Exercise inputs —
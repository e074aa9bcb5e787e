// src/config/sources.rs
//! Per-source limits and the global spend ceiling.
//!
//! Resolution order: baked-in defaults, then the optional TOML file, then
//! environment variables. Read once at startup; later changes go through
//! `RateLimiterService::update_config`.

use anyhow::Context;
use serde::{Deserialize, Serialize};
use std::collections::BTreeMap;
use std::fs;
use std::path::{Path, PathBuf};
use std::time::Duration;
use tracing::{info, warn};

pub const AI_EXTRACTOR: &str = "ai-extractor";
pub const CRAWL_SERVICE: &str = "crawl-service";
pub const HEADLESS_BROWSER: &str = "headless-browser";
pub const CATALOG_API: &str = "catalog-api";

pub const DEFAULT_CONFIG_PATH: &str = "config/sources.toml";
pub const ENV_CONFIG_PATH: &str = "EXTRACT_CONFIG_PATH";
pub const ENV_MAX_DAILY_COST: &str = "MAX_DAILY_COST";

const DEFAULT_MAX_DAILY_COST: f64 = 5.0;

#[derive(Debug, Clone, PartialEq, Serialize, Deserialize)]
pub struct SourceConfig {
    pub max_requests_per_minute: u32,
    pub max_requests_per_hour: u32,
    pub max_concurrent: u32,
    pub timeout_ms: u64,
    /// Total attempts allowed per request, including the first one.
    pub max_retries: u32,
    pub circuit_breaker_threshold: u32,
    /// Estimated spend per dispatched request, in USD.
    pub cost_per_request: f64,
    pub enabled: bool,
}

impl SourceConfig {
    pub fn timeout(&self) -> Duration {
        Duration::from_millis(self.timeout_ms)
    }

    fn defaults_for(name: &str) -> Self {
        match name {
            AI_EXTRACTOR => Self {
                max_requests_per_minute: 15,
                max_requests_per_hour: 900,
                max_concurrent: 3,
                timeout_ms: 30_000,
                max_retries: 3,
                circuit_breaker_threshold: 5,
                cost_per_request: 0.000_35,
                enabled: true,
            },
            CRAWL_SERVICE => Self {
                max_requests_per_minute: 10,
                max_requests_per_hour: 300,
                max_concurrent: 2,
                timeout_ms: 45_000,
                max_retries: 2,
                circuit_breaker_threshold: 3,
                cost_per_request: 0.001,
                enabled: true,
            },
            HEADLESS_BROWSER => Self {
                max_requests_per_minute: 6,
                max_requests_per_hour: 120,
                max_concurrent: 1,
                timeout_ms: 60_000,
                max_retries: 2,
                circuit_breaker_threshold: 3,
                cost_per_request: 0.002,
                enabled: true,
            },
            CATALOG_API => Self {
                max_requests_per_minute: 60,
                max_requests_per_hour: 2_000,
                max_concurrent: 5,
                timeout_ms: 10_000,
                max_retries: 2,
                circuit_breaker_threshold: 5,
                cost_per_request: 0.0,
                enabled: true,
            },
            _ => Self::default(),
        }
    }
}

impl Default for SourceConfig {
    fn default() -> Self {
        Self {
            max_requests_per_minute: 30,
            max_requests_per_hour: 1_000,
            max_concurrent: 2,
            timeout_ms: 30_000,
            max_retries: 3,
            circuit_breaker_threshold: 5,
            cost_per_request: 0.0,
            enabled: true,
        }
    }
}

/// Partial update; `None` leaves the field untouched.
#[derive(Debug, Clone, Default, PartialEq, Serialize, Deserialize)]
#[serde(default)]
pub struct SourceConfigPatch {
    pub max_requests_per_minute: Option<u32>,
    pub max_requests_per_hour: Option<u32>,
    pub max_concurrent: Option<u32>,
    pub timeout_ms: Option<u64>,
    pub max_retries: Option<u32>,
    pub circuit_breaker_threshold: Option<u32>,
    pub cost_per_request: Option<f64>,
    pub enabled: Option<bool>,
}

impl SourceConfigPatch {
    pub fn apply(&self, cfg: &mut SourceConfig) {
        if let Some(v) = self.max_requests_per_minute {
            cfg.max_requests_per_minute = v;
        }
        if let Some(v) = self.max_requests_per_hour {
            cfg.max_requests_per_hour = v;
        }
        if let Some(v) = self.max_concurrent {
            cfg.max_concurrent = v.max(1);
        }
        if let Some(v) = self.timeout_ms {
            cfg.timeout_ms = v;
        }
        if let Some(v) = self.max_retries {
            cfg.max_retries = v.max(1);
        }
        if let Some(v) = self.circuit_breaker_threshold {
            cfg.circuit_breaker_threshold = v.max(1);
        }
        if let Some(v) = self.cost_per_request {
            if v.is_finite() && v >= 0.0 {
                cfg.cost_per_request = v;
            }
        }
        if let Some(v) = self.enabled {
            cfg.enabled = v;
        }
    }
}

#[derive(Debug, Clone, PartialEq, Serialize, Deserialize)]
pub struct PipelineConfig {
    pub sources: BTreeMap<String, SourceConfig>,
    /// Aggregate spend ceiling per UTC day; crossing it trips the emergency stop.
    pub max_daily_cost: f64,
}

impl Default for PipelineConfig {
    fn default() -> Self {
        let sources = [AI_EXTRACTOR, CRAWL_SERVICE, HEADLESS_BROWSER, CATALOG_API]
            .into_iter()
            .map(|name| (name.to_string(), SourceConfig::defaults_for(name)))
            .collect();
        Self {
            sources,
            max_daily_cost: DEFAULT_MAX_DAILY_COST,
        }
    }
}

#[derive(Debug, Default, Deserialize)]
struct FileConfig {
    max_daily_cost: Option<f64>,
    #[serde(default)]
    sources: BTreeMap<String, SourceConfigPatch>,
}

impl PipelineConfig {
    /// Defaults, then `$EXTRACT_CONFIG_PATH` or `config/sources.toml` (if present),
    /// then environment overrides.
    pub fn load() -> anyhow::Result<Self> {
        let mut cfg = Self::default();

        let path = std::env::var(ENV_CONFIG_PATH)
            .map(PathBuf::from)
            .unwrap_or_else(|_| PathBuf::from(DEFAULT_CONFIG_PATH));
        if path.exists() {
            cfg.merge_file(&path)?;
            info!(path = %path.display(), "source config file loaded");
        } else if std::env::var(ENV_CONFIG_PATH).is_ok() {
            anyhow::bail!("{ENV_CONFIG_PATH} points to non-existent path {}", path.display());
        }

        cfg.apply_overrides_from(|key| std::env::var(key).ok());
        Ok(cfg)
    }

    pub fn load_from_file<P: AsRef<Path>>(path: P) -> anyhow::Result<Self> {
        let mut cfg = Self::default();
        cfg.merge_file(path.as_ref())?;
        Ok(cfg)
    }

    fn merge_file(&mut self, path: &Path) -> anyhow::Result<()> {
        let content = fs::read_to_string(path)
            .with_context(|| format!("reading source config from {}", path.display()))?;
        let file: FileConfig = toml::from_str(&content)
            .with_context(|| format!("parsing source config {}", path.display()))?;

        if let Some(v) = file.max_daily_cost {
            self.max_daily_cost = v;
        }
        for (name, patch) in file.sources {
            let entry = self
                .sources
                .entry(name.clone())
                .or_insert_with(|| SourceConfig::defaults_for(&name));
            patch.apply(entry);
        }
        Ok(())
    }

    /// Apply `<PREFIX>_*` overrides using `lookup` (the process env in production).
    pub fn apply_overrides_from<F>(&mut self, lookup: F)
    where
        F: Fn(&str) -> Option<String>,
    {
        if let Some(v) = parse_var::<f64, _>(&lookup, ENV_MAX_DAILY_COST) {
            self.max_daily_cost = v;
        }

        for (name, prefix) in [
            (AI_EXTRACTOR, "GEMINI"),
            (CRAWL_SERVICE, "CRAWL"),
            (HEADLESS_BROWSER, "BROWSER"),
            (CATALOG_API, "CATALOG"),
        ] {
            let patch = SourceConfigPatch {
                max_requests_per_minute: parse_var(&lookup, &format!("{prefix}_MAX_PER_MINUTE")),
                max_requests_per_hour: parse_var(&lookup, &format!("{prefix}_MAX_PER_HOUR")),
                max_concurrent: parse_var(&lookup, &format!("{prefix}_MAX_CONCURRENT")),
                timeout_ms: parse_var(&lookup, &format!("{prefix}_TIMEOUT_MS")),
                max_retries: parse_var(&lookup, &format!("{prefix}_MAX_RETRIES")),
                circuit_breaker_threshold: parse_var(
                    &lookup,
                    &format!("{prefix}_CIRCUIT_THRESHOLD"),
                ),
                cost_per_request: parse_var(&lookup, &format!("{prefix}_COST_PER_REQUEST")),
                enabled: lookup(&format!("{prefix}_ENABLED")).map(|v| parse_flag(&v)),
            };
            if patch == SourceConfigPatch::default() {
                continue;
            }
            let entry = self
                .sources
                .entry(name.to_string())
                .or_insert_with(|| SourceConfig::defaults_for(name));
            patch.apply(entry);
        }
    }

    pub fn source(&self, name: &str) -> Option<&SourceConfig> {
        self.sources.get(name)
    }
}

fn parse_var<T, F>(lookup: &F, key: &str) -> Option<T>
where
    T: std::str::FromStr,
    F: Fn(&str) -> Option<String>,
{
    let raw = lookup(key)?;
    match raw.trim().parse::<T>() {
        Ok(v) => Some(v),
        Err(_) => {
            warn!(key, value = %raw, "ignoring unparsable config override");
            None
        }
    }
}

fn parse_flag(v: &str) -> bool {
    matches!(
        v.trim().to_ascii_lowercase().as_str(),
        "1" | "true" | "yes" | "on"
    )
}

What you are asked to do — Please, starting with the first line of the material above, write out each line exactly and finish on the line that includes "pub const ENV_MAX_DAILY_COST: &str".

Written solution —
repository e074aa9bcb5e787e
// src/config/sources.rs
//! Per-source limits and the global spend ceiling.
//!
//! Resolution order: baked-in defaults, then the optional TOML file, then
//! environment variables. Read once at startup; later changes go through
//! `RateLimiterService::update_config`.

use anyhow::Context;
use serde::{Deserialize, Serialize};
use std::collections::BTreeMap;
use std::fs;
use std::path::{Path, PathBuf};
use std::time::Duration;
use tracing::{info, warn};

pub const AI_EXTRACTOR: &str = "ai-extractor";
pub const CRAWL_SERVICE: &str = "crawl-service";
pub const HEADLESS_BROWSER: &str = "headless-browser";
pub const CATALOG_API: &str = "catalog-api";

pub const DEFAULT_CONFIG_PATH: &str = "config/sources.toml";
pub const ENV_CONFIG_PATH: &str = "EXTRACT_CONFIG_PATH";
pub const ENV_MAX_DAILY_COST: &str = "MAX_DAILY_COST";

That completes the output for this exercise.